Ray stared at the fragments of light circling him—shards of memory suspended in the abyss like broken mirrors reflecting a life he wished he could forget.
Each piece spun slowly, glowing faintly, carrying with it the weight of years he had endured. Faces he once held dear flickered alongside the faces he hated.
Moments of fleeting hope bled into moments of utter despair.
He saw himself as a child, trembling in dark alleyways.
He saw his mother, laughing one moment and screaming the next. He saw Damon, that smug noble brat, beating him senseless. He saw Garron's worried eyes. He saw blood—so much blood.
The memories turned around him like a silent storm.
A sharp pain tightened in Ray's chest.
His life… was misery.
It always had been.
The shards seemed to pulse, as if reacting to that truth.
Then the being spoke.
"Your life was truly pathetic," the star-forged voice said, echoing across the endless chamber. "You ran like a rat. You chased power yet achieved nothing. Pathetic indeed."
The words were spoken calmly, but each one cut deeper than a blade.
Ray's fists clenched.
His jaw tightened.
His breath shuddered, anger rising like fire from the depths of his soul.
Even if this thing claimed to be a God… even if it possessed power beyond comprehension… it had no right to talk about his life like that.

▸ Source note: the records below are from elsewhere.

//! Opaque key generation
//!
//! Keys are raw OS entropy encoded as unpadded URL-safe base64, so they can be
//! embedded in links without further escaping.

use crate::config::MIN_KEY_BYTES;
use crate::error::{EphemkvError, Result};
use base64::engine::general_purpose::URL_SAFE_NO_PAD;
use base64::Engine;
use rand::rngs::OsRng;
use rand::TryRngCore;

/// Draw `byte_len` bytes from the OS CSPRNG and encode them as a key.
///
/// Entropy failures are returned as-is and never retried.
pub fn generate_key(byte_len: usize) -> Result<String> {
    if byte_len < MIN_KEY_BYTES {
        return Err(EphemkvError::Config(format!(
            "refusing to generate a {}-byte key, minimum is {}",
            byte_len, MIN_KEY_BYTES
        )));
    }

    let mut bytes = vec![0u8; byte_len];
    OsRng
        .try_fill_bytes(&mut bytes)
        .map_err(|e| EphemkvError::KeyGeneration(e.to_string()))?;

    Ok(URL_SAFE_NO_PAD.encode(&bytes))
}
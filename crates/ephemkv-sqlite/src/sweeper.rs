//! Background expiry sweeper
//!
//! One tokio task per store. Every interval it deletes expired rows in a
//! transaction of its own. Failures go to the store's error channel and the
//! loop carries on with the next cycle; only the shutdown signal stops it.

use crate::rows;
use ephemkv_core::{
    error::{EphemkvError, Result},
    now_ms, observe,
};
use parking_lot::Mutex;
use rusqlite::{Connection, TransactionBehavior};
use std::sync::Arc;
use std::time::{Duration, Instant};
use tokio::sync::{mpsc, watch};
use tokio::task::JoinHandle;
use tracing::{debug, info, warn};

/// Receiving end of the sweeper's error channel.
///
/// Whether a sweep failure is fatal is up to the process holding this.
pub type SweepErrors = mpsc::Receiver<EphemkvError>;

/// Run one sweep pass on `conn`: delete expired rows and commit
pub fn sweep_pass(conn: &mut Connection) -> Result<usize> {
    let start = Instant::now();

    let txn = conn.transaction_with_behavior(TransactionBehavior::Immediate)?;
    let deleted = rows::sweep_expired(&txn, now_ms())?;
    txn.commit()?;

    observe::record_sweep(start.elapsed(), deleted as u64);
    Ok(deleted)
}

pub(crate) struct Sweeper {
    conn: Arc<Mutex<Option<Connection>>>,
    interval: Duration,
    errors: mpsc::Sender<EphemkvError>,
}

impl Sweeper {
    pub(crate) fn new(
        conn: Arc<Mutex<Option<Connection>>>,
        interval: Duration,
        errors: mpsc::Sender<EphemkvError>,
    ) -> Self {
        Self {
            conn,
            interval,
            errors,
        }
    }

    pub(crate) fn spawn(
        self,
        runtime: &tokio::runtime::Handle,
        shutdown: watch::Receiver<bool>,
    ) -> JoinHandle<()> {
        runtime.spawn(self.run(shutdown))
    }

    async fn run(self, mut shutdown: watch::Receiver<bool>) {
        info!("Sweeper started, interval {:?}", self.interval);

        let mut ticker = tokio::time::interval(self.interval);
        ticker.set_missed_tick_behavior(tokio::time::MissedTickBehavior::Delay);
        // The first tick completes immediately; nothing can have expired yet
        ticker.tick().await;

        loop {
            tokio::select! {
                biased;

                changed = shutdown.changed() => {
                    // A dropped sender means the store is gone as well
                    if changed.is_err() || *shutdown.borrow() {
                        break;
                    }
                }
                _ = ticker.tick() => {
                    if *shutdown.borrow() {
                        break;
                    }
                    match self.run_once().await {
                        Ok(Some(0)) => {}
                        Ok(Some(deleted)) => debug!("Swept {} expired entries", deleted),
                        Ok(None) => break,
                        Err(e) => self.report(e),
                    }
                }
            }
        }

        info!("Sweeper stopped");
    }

    /// One pass on the blocking pool. `Ok(None)` once the store is closed.
    async fn run_once(&self) -> Result<Option<usize>> {
        let conn = Arc::clone(&self.conn);

        tokio::task::spawn_blocking(move || {
            let mut guard = conn.lock();
            match guard.as_mut() {
                Some(conn) => sweep_pass(conn).map(Some),
                None => Ok(None),
            }
        })
        .await
        .map_err(|e| EphemkvError::Other(anyhow::anyhow!("sweep pass did not complete: {}", e)))?
    }

    fn report(&self, err: EphemkvError) {
        observe::record_sweep_error();
        warn!("Sweep pass failed: {}", err);

        match self.errors.try_send(err) {
            Ok(()) => {}
            Err(mpsc::error::TrySendError::Full(dropped)) => {
                warn!("Sweep error channel full, dropping: {}", dropped);
            }
            Err(mpsc::error::TrySendError::Closed(_)) => {
                debug!("Sweep error receiver dropped");
            }
        }
    }
}
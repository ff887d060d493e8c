//! ephemkv core: types and configuration for the ephemeral key/value store
//!
//! This crate holds the backend-independent pieces:
//! - Error taxonomy shared by every backend
//! - Store configuration with serde defaults
//! - Cryptographically random opaque key generation
//! - The `EphemeralOps` capability shared by stores and transactional views
//! - Optional metrics behind the `observe` feature

pub mod config;
pub mod entry;
pub mod error;
pub mod keygen;
pub mod observe;
pub mod ops;

pub use config::{
    StoreConfig, SynchronousMode, DEFAULT_KEY_BYTES, MIN_KEY_BYTES, MIN_SWEEP_INTERVAL, MIN_TTL,
};
pub use entry::{now_ms, Entry};
pub use error::{EphemkvError, Result};
pub use keygen::generate_key;
pub use ops::EphemeralOps;
//! Row operations on the `data` table.
//!
//! Every function takes an [`Executor`], so the store and the transactional
//! view share one implementation.

use crate::executor::Executor;
use ephemkv_core::{
    error::{EphemkvError, Result},
    generate_key, observe, Entry,
};
use rusqlite::params;

/// Insert `value` under a freshly generated key expiring `ttl_ms` after `now_ms`.
///
/// Insert failures, a primary-key collision included, come back unchanged.
pub fn insert_with_generated_key<E: Executor + ?Sized>(
    exec: &E,
    value: &str,
    now_ms: i64,
    ttl_ms: i64,
    key_bytes: usize,
) -> Result<String> {
    let key = generate_key(key_bytes)?;
    let delete_at = now_ms.saturating_add(ttl_ms);

    exec.exec(
        "INSERT INTO data (key, value, delete_at) VALUES (?1, ?2, ?3)",
        params![key, value, delete_at],
    )?;
    observe::record_put();

    Ok(key)
}

/// Value stored under `key`, if the entry exists and has not expired
pub fn lookup<E: Executor + ?Sized>(exec: &E, key: &str, now_ms: i64) -> Result<Option<String>> {
    exec.query_row(
        "SELECT value FROM data WHERE key = ?1 AND delete_at >= ?2",
        params![key, now_ms],
        |row| row.get(0),
    )
}

/// Full entry for `key`, expired or not
pub fn lookup_entry<E: Executor + ?Sized>(exec: &E, key: &str) -> Result<Option<Entry>> {
    exec.query_row(
        "SELECT key, value, delete_at FROM data WHERE key = ?1",
        params![key],
        |row| {
            Ok(Entry {
                key: row.get(0)?,
                value: row.get(1)?,
                expires_at_ms: row.get(2)?,
            })
        },
    )
}

/// Delete `key`.
///
/// `Ok(false)` when nothing matched. More than one deleted row means the
/// primary key no longer holds and is reported as an integrity error.
pub fn remove<E: Executor + ?Sized>(exec: &E, key: &str) -> Result<bool> {
    let deleted = exec.exec("DELETE FROM data WHERE key = ?1", params![key])?;

    let affected = match deleted {
        0 => false,
        1 => true,
        n => {
            tracing::error!("Delete of a single key removed {} rows", n);
            return Err(EphemkvError::Integrity(format!(
                "expected to delete at most 1 row, deleted {}",
                n
            )));
        }
    };
    observe::record_delete(affected);

    Ok(affected)
}

/// Keys of every entry that has not expired
pub fn list_keys<E: Executor + ?Sized>(exec: &E, now_ms: i64) -> Result<Vec<String>> {
    exec.query_all(
        "SELECT key FROM data WHERE delete_at >= ?1",
        params![now_ms],
        |row| row.get(0),
    )
}

/// Number of entries that have not expired
pub fn count_live<E: Executor + ?Sized>(exec: &E, now_ms: i64) -> Result<usize> {
    let count: Option<i64> = exec.query_row(
        "SELECT COUNT(*) FROM data WHERE delete_at >= ?1",
        params![now_ms],
        |row| row.get(0),
    )?;
    Ok(count.unwrap_or(0) as usize)
}

/// Delete every entry whose expiry is before `now_ms`
pub fn sweep_expired<E: Executor + ?Sized>(exec: &E, now_ms: i64) -> Result<usize> {
    exec.exec("DELETE FROM data WHERE delete_at < ?1", params![now_ms])
}
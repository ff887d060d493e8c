//! SQLite-backed ephemeral key/value store
//!
//! Issues random opaque keys for short-lived payloads and deletes them once
//! their TTL has passed.
//!
//! Key features:
//! - One private WAL-mode database file per store, removed on close
//! - A single connection serializing every reader, writer and the sweeper
//! - Background expiry sweeper with an asynchronous error channel
//! - Transactional view for grouping several operations into one unit of work

pub mod executor;
pub mod rows;
pub mod schema;
pub mod store;
pub mod sweeper;
pub mod txn;

pub use executor::Executor;
pub use store::SqliteEphemeralStore;
pub use sweeper::SweepErrors;
pub use txn::TxnView;

pub use ephemkv_core::{EphemeralOps, EphemkvError, Entry, Result, StoreConfig, SynchronousMode};
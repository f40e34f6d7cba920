#![allow(dead_code)]

use std::sync::atomic::{AtomicUsize, Ordering};
use std::sync::Arc;
use std::time::Duration;

use crossbeam_channel::{Receiver, RecvTimeoutError};
use light_sync::{Light, LightConfig, LightFactory, LightSignal, SharedBus};
use signal_bus::{BusExt, LocalBus};

pub fn init_tracing() {
    let _ = tracing_subscriber::fmt()
        .with_env_filter(
            tracing_subscriber::EnvFilter::try_from_default_env()
                .unwrap_or_else(|_| tracing_subscriber::EnvFilter::new("warn")),
        )
        .with_test_writer()
        .try_init();
}

pub struct Harness {
    pub bus: Arc<LocalBus<LightSignal>>,
    pub factory: LightFactory,
}

impl Harness {
    pub fn new(config: LightConfig) -> Self {
        init_tracing();
        let bus = Arc::new(LocalBus::<LightSignal>::new());
        let shared: SharedBus = bus.clone();
        let factory = LightFactory::new(shared, config).expect("valid config");
        Self { bus, factory }
    }

    /// Every payload published on `topic` from now on.
    pub fn watch(&self, topic: &str) -> Receiver<LightSignal> {
        let (tx, rx) = crossbeam_channel::unbounded();
        self.bus.on(topic, move |signal: &LightSignal| {
            let _ = tx.send(signal.clone());
        });
        rx
    }

    pub fn states(&self, light: &Light) -> Receiver<LightSignal> {
        self.watch(light.signal_name())
    }

    pub fn count(&self, topic: &str) -> Arc<AtomicUsize> {
        let hits = Arc::new(AtomicUsize::new(0));
        let counter = hits.clone();
        self.bus.on(topic, move |_: &LightSignal| {
            counter.fetch_add(1, Ordering::SeqCst);
        });
        hits
    }
}

/// Next on/off edge must arrive within `within` and match `expected`.
pub fn expect_state(rx: &Receiver<LightSignal>, within: Duration, expected: bool) {
    match rx.recv_timeout(within) {
        Ok(signal) => assert_eq!(
            signal.as_state(),
            Some(expected),
            "unexpected state signal {signal:?}"
        ),
        Err(RecvTimeoutError::Timeout) => {
            panic!("no state change to {expected} within {within:?}")
        }
        Err(RecvTimeoutError::Disconnected) => panic!("state channel closed"),
    }
}

pub fn expect_signal(rx: &Receiver<LightSignal>, within: Duration) -> LightSignal {
    rx.recv_timeout(within)
        .unwrap_or_else(|err| panic!("no signal within {within:?}: {err}"))
}

pub fn secs(value: f64) -> Duration {
    Duration::from_secs_f64(value)
}
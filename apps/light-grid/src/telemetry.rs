use anyhow::{Context, Result};
use metrics_exporter_prometheus::{PrometheusBuilder, PrometheusHandle};
use tracing_subscriber::{layer::SubscriberExt, util::SubscriberInitExt, EnvFilter};

pub struct Telemetry {
    metrics_handle: Option<PrometheusHandle>,
}

impl Telemetry {
    /// Logs go to stderr so they never interleave with the grid on stdout.
    pub fn init(filter: &str, metrics: bool) -> Result<Self> {
        let env_filter = EnvFilter::try_new(filter).unwrap_or_else(|_| EnvFilter::new("info"));
        tracing_subscriber::registry()
            .with(env_filter)
            .with(
                tracing_subscriber::fmt::layer()
                    .with_target(false)
                    .with_writer(std::io::stderr),
            )
            .try_init()
            .context("failed to initialise tracing subscriber")?;

        let metrics_handle = if metrics {
            Some(
                PrometheusBuilder::new()
                    .install_recorder()
                    .context("failed to install Prometheus metrics recorder")?,
            )
        } else {
            None
        };

        Ok(Self { metrics_handle })
    }

    pub fn render_metrics(&self) -> Option<String> {
        self.metrics_handle.as_ref().map(PrometheusHandle::render)
    }
}
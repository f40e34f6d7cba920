use std::io::BufRead;
use std::thread;

use crossbeam_channel::Sender;
use light_sync::LightId;
use tracing::{debug, warn};

#[derive(Debug, Clone, PartialEq, Eq)]
pub enum Command {
    Toggle(LightId),
    Status,
    Quit,
}

impl Command {
    pub fn parse(line: &str) -> Option<Self> {
        let mut words = line.split_whitespace();
        let command = match (words.next()?, words.next()) {
            ("toggle" | "t", Some(id)) => Command::Toggle(parse_id(id)),
            ("status" | "s", None) => Command::Status,
            ("quit" | "q" | "exit", None) => Command::Quit,
            _ => return None,
        };
        if words.next().is_some() {
            return None;
        }
        Some(command)
    }
}

fn parse_id(raw: &str) -> LightId {
    raw.parse::<u64>()
        .map(LightId::Seq)
        .unwrap_or_else(|_| LightId::from(raw))
}

/// Reads commands from stdin until EOF, which is treated as `quit`.
pub fn spawn_stdin_reader(commands: Sender<Command>) -> std::io::Result<thread::JoinHandle<()>> {
    thread::Builder::new()
        .name("stdin-commands".into())
        .spawn(move || {
            let stdin = std::io::stdin();
            for line in stdin.lock().lines() {
                let line = match line {
                    Ok(line) => line,
                    Err(err) => {
                        warn!(error = %err, "failed to read command");
                        break;
                    }
                };
                if line.trim().is_empty() {
                    continue;
                }
                match Command::parse(&line) {
                    Some(command) => {
                        if commands.send(command).is_err() {
                            return;
                        }
                    }
                    None => warn!(input = %line.trim(), "unknown command, expected toggle <id> | status | quit"),
                }
            }
            debug!("stdin closed");
            let _ = commands.send(Command::Quit);
        })
}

Ray lifted his head. His crimson eyes lit with fury. "For years I suffered. My mother suffered. We prayed to the Gods to end our misery. We hoped—like fools—that maybe there was a light at the end of our tunnel."
His voice grew louder, harsher, breaking through the chamber like a crack of thunder.
"I was so foolish! Tell me—was I entertainment to you? As you sat on your throne, did you laugh while I was beaten? Exiled? Hunted?"
The chamber trembled with the force of his voice.
The memory shards flickered violently, reacting to the storm inside him.
Ray stepped forward, shaking, not from fear—never fear—but from fury.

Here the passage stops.